• **What you have to do**
Collect every line in the records below that contains the word "children".
——————
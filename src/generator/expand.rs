//! Recursive construct expansion.
//!
//! Generation grows the CFG from a single entry block: a FIFO of open blocks
//! is drained, each open block below the depth limit is rewritten into one
//! construct, and the construct's fresh children are enqueued one level
//! deeper. Every construct is inserted in place: the open block's previous
//! successors are re-attached behind the construct's merge.

use std::collections::{BTreeSet, VecDeque};

use rand::rngs::StdRng;
use rand::Rng;

use crate::cfg::{Attribute, BlockId, StructuredCfg};
use crate::error::GenerateError;

use super::config::{Construct, GeneratorConfig};

/// The construct region an open block sits in: the header that owns it and
/// that construct's merge. Used by the merge-sharing policy.
type OuterContext = Option<(BlockId, BlockId)>;

#[derive(Debug, Clone, Copy)]
struct OpenBlock {
    block: BlockId,
    outer: OuterContext,
    depth: usize,
}

pub(super) struct Expansion<'a> {
    cfg: StructuredCfg,
    config: &'a GeneratorConfig,
    next_id: BlockId,
    expanded: BTreeSet<BlockId>,
}

impl<'a> Expansion<'a> {
    pub(super) fn new(config: &'a GeneratorConfig) -> Self {
        Expansion {
            cfg: StructuredCfg::with_entry(BlockId::ENTRY),
            config,
            next_id: BlockId::ENTRY.next(),
            expanded: BTreeSet::new(),
        }
    }

    /// Expand constructs breadth-first until every open block has reached
    /// `depth`.
    pub(super) fn run(
        mut self,
        rng: &mut StdRng,
        depth: usize,
    ) -> Result<StructuredCfg, GenerateError> {
        let mut open: VecDeque<OpenBlock> = VecDeque::new();
        open.push_back(OpenBlock {
            block: BlockId::ENTRY,
            outer: None,
            depth: 0,
        });

        while let Some(current) = open.pop_front() {
            if current.depth >= depth || self.expanded.contains(&current.block) {
                continue;
            }
            let children = self.expand_block(&current, rng)?;
            self.expanded.insert(current.block);
            for (child, outer) in children {
                if !self.expanded.contains(&child) {
                    open.push_back(OpenBlock {
                        block: child,
                        outer,
                        depth: current.depth + 1,
                    });
                }
            }
        }
        Ok(self.cfg)
    }

    fn fresh_id(&mut self) -> BlockId {
        let id = self.next_id;
        self.next_id = self.next_id.next();
        id
    }

    /// Re-attach `source`'s previous successors behind `target` and clear
    /// `source`'s edges, so a construct replaces the block in place.
    fn move_successors(&mut self, source: BlockId, target: BlockId) -> Result<(), GenerateError> {
        let mut successors: Vec<BlockId> = self.cfg.out_edges(source)?.to_vec();
        successors.retain(|&succ| succ != target);
        for succ in successors {
            self.cfg.add_edge(target, succ)?;
        }
        self.cfg.clear_out_edges(source)?;
        Ok(())
    }

    /// Pick the construct's merge: a fresh block, or the enclosing
    /// construct's merge when the open block already flows straight into it.
    ///
    /// The eligibility restriction keeps the insertion clean: sharing with
    /// the outer merge must not hand that merge any new out-edges, which
    /// holds exactly when the open block's sole successor already is the
    /// outer merge.
    fn choose_merge(&mut self, open: &OpenBlock, rng: &mut StdRng) -> Result<BlockId, GenerateError> {
        if let Some((_, outer_merge)) = open.outer {
            let eligible = self.cfg.out_edges(open.block)? == [outer_merge];
            if eligible && rng.gen_bool(self.config.merge_share_probability) {
                return Ok(outer_merge);
            }
        }
        Ok(self.fresh_id())
    }

    fn expand_block(
        &mut self,
        open: &OpenBlock,
        rng: &mut StdRng,
    ) -> Result<Vec<(BlockId, OuterContext)>, GenerateError> {
        match self.config.choose_construct(rng)? {
            Construct::Basic => self.make_basic(open),
            Construct::Selection => self.make_selection(open, rng),
            Construct::Switch => {
                let low = self.config.min_successors.max(2);
                let high = self.config.max_successors.max(low);
                let out_degree = rng.gen_range(low..=high);
                self.make_switch(open, rng, out_degree)
            }
            Construct::Loop => self.make_loop(open, rng),
        }
    }

    /// `b → …`  becomes  `b → n → …`.
    fn make_basic(&mut self, open: &OpenBlock) -> Result<Vec<(BlockId, OuterContext)>, GenerateError> {
        let fresh = self.fresh_id();
        self.move_successors(open.block, fresh)?;
        self.cfg.add_edge(open.block, fresh)?;
        Ok(vec![(fresh, open.outer)])
    }

    /// Two fresh branches rejoining at the merge; the false branch is edge 0.
    fn make_selection(
        &mut self,
        open: &OpenBlock,
        rng: &mut StdRng,
    ) -> Result<Vec<(BlockId, OuterContext)>, GenerateError> {
        let false_block = self.fresh_id();
        let true_block = self.fresh_id();
        let merge = self.choose_merge(open, rng)?;
        let block = open.block;

        self.move_successors(block, merge)?;
        self.cfg.add_edge(block, false_block)?;
        self.cfg.add_edge(block, true_block)?;
        self.cfg.add_edge(false_block, merge)?;
        self.cfg.add_edge(true_block, merge)?;

        self.cfg.set_attribute(block, Attribute::SelectionHeader)?;
        self.cfg.set_attribute(block, Attribute::Merge(merge))?;

        let inner = Some((block, merge));
        Ok(vec![
            (false_block, inner),
            (true_block, inner),
            (merge, open.outer),
        ])
    }

    /// `out_degree - 1` cases plus a default; each non-default case either
    /// falls through to its neighbour (when the language permits) or goes to
    /// the merge.
    fn make_switch(
        &mut self,
        open: &OpenBlock,
        rng: &mut StdRng,
        out_degree: usize,
    ) -> Result<Vec<(BlockId, OuterContext)>, GenerateError> {
        let block = open.block;
        let cases: Vec<BlockId> = (0..out_degree - 1).map(|_| self.fresh_id()).collect();
        let default = self.fresh_id();
        let merge = self.choose_merge(open, rng)?;

        self.move_successors(block, merge)?;

        for (index, &case) in cases.iter().enumerate() {
            self.cfg.add_edge(block, case)?;

            let fallthrough = self.config.allow_switch_fallthrough && rng.gen();
            if fallthrough {
                let target = cases.get(index + 1).copied().unwrap_or(default);
                self.cfg.add_edge(case, target)?;
            } else {
                self.cfg.add_edge(case, merge)?;
            }
        }
        self.cfg.add_edge(block, default)?;
        self.cfg.add_edge(default, merge)?;

        self.cfg.set_attribute(block, Attribute::SelectionHeader)?;
        self.cfg.set_attribute(block, Attribute::SwitchBlock)?;
        self.cfg.set_attribute(block, Attribute::Merge(merge))?;

        let inner = Some((block, merge));
        let mut children: Vec<(BlockId, OuterContext)> =
            cases.into_iter().map(|case| (case, inner)).collect();
        children.push((default, inner));
        children.push((merge, open.outer));
        Ok(children)
    }

    /// Loop header with out-edges `[merge, body]` and the body looping back.
    fn make_loop(
        &mut self,
        open: &OpenBlock,
        rng: &mut StdRng,
    ) -> Result<Vec<(BlockId, OuterContext)>, GenerateError> {
        let block = open.block;
        let merge = self.choose_merge(open, rng)?;
        let body = self.fresh_id();

        self.move_successors(block, merge)?;
        self.cfg.add_edge(block, merge)?;
        self.cfg.add_edge(block, body)?;
        self.cfg.add_edge(body, block)?;

        self.cfg.set_attribute(block, Attribute::SelectionHeader)?;
        self.cfg.set_attribute(block, Attribute::LoopHeader)?;
        self.cfg.set_attribute(block, Attribute::Merge(merge))?;

        Ok(vec![(body, Some((block, merge))), (merge, open.outer)])
    }
}

#[cfg(test)]
mod tests {
    use rand::SeedableRng;

    use crate::lang::Language;

    use super::*;

    fn expand(seed: u64, depth: usize) -> StructuredCfg {
        let config = GeneratorConfig::allow_all(Language::Glsl);
        let mut rng = StdRng::seed_from_u64(seed);
        Expansion::new(&config).run(&mut rng, depth).unwrap()
    }

    #[test]
    fn expansion_yields_valid_cfgs() {
        for seed in 0..50 {
            let cfg = expand(seed, 4);
            assert!(cfg.validate().is_ok(), "seed {seed}: {:?}", cfg.validate());
        }
    }

    #[test]
    fn depth_zero_is_a_single_exit_block() {
        let cfg = expand(1, 0);
        assert_eq!(cfg.block_count(), 1);
        assert!(cfg.is_exit(BlockId::ENTRY).unwrap());
    }

    #[test]
    fn same_seed_same_graph() {
        assert_eq!(expand(42, 5), expand(42, 5));
    }

    #[test]
    fn different_seeds_usually_differ() {
        let distinct = (0..20)
            .map(|seed| expand(seed, 4))
            .collect::<std::collections::HashSet<_>>();
        assert!(distinct.len() > 10);
    }

    #[test]
    fn ids_are_allocated_monotonically() {
        let cfg = expand(7, 5);
        let max_id = cfg.block_ids().map(BlockId::raw).max().unwrap_or(1);
        assert_eq!(cfg.block_count() as u32, max_id);
    }

    #[test]
    fn loop_headers_put_the_merge_first() {
        for seed in 0..30 {
            let cfg = expand(seed, 5);
            for (id, block) in cfg.blocks() {
                if block.attrs.loop_header {
                    assert_eq!(block.succs[0], cfg.merge(id).unwrap(), "seed {seed}");
                }
            }
        }
    }

    #[test]
    fn no_fallthrough_edges_when_disallowed() {
        let config = GeneratorConfig::allow_all(Language::Wgsl);
        for seed in 0..30 {
            let mut rng = StdRng::seed_from_u64(seed);
            let cfg = Expansion::new(&config).run(&mut rng, 5).unwrap();
            for (_, block) in cfg.blocks() {
                if block.attrs.switch_block {
                    let destinations = block.succs.clone();
                    for (index, &case) in
                        destinations[..destinations.len() - 1].iter().enumerate()
                    {
                        // A non-default case must never go straight to its
                        // sibling case.
                        let case_succs = cfg.out_edges(case).unwrap();
                        if case_succs.len() == 1 {
                            assert_ne!(
                                Some(&case_succs[0]),
                                destinations.get(index + 1),
                                "seed {seed}: case {case} falls through"
                            );
                        }
                    }
                }
            }
        }
    }
}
——————
• **Expected answer**
//! construct, and the construct's fresh children are enqueued one level
            let children = self.expand_block(&current, rng)?;
            for (child, outer) in children {
        let mut children: Vec<(BlockId, OuterContext)> =
        children.push((default, inner));
        children.push((merge, open.outer));
        Ok(children)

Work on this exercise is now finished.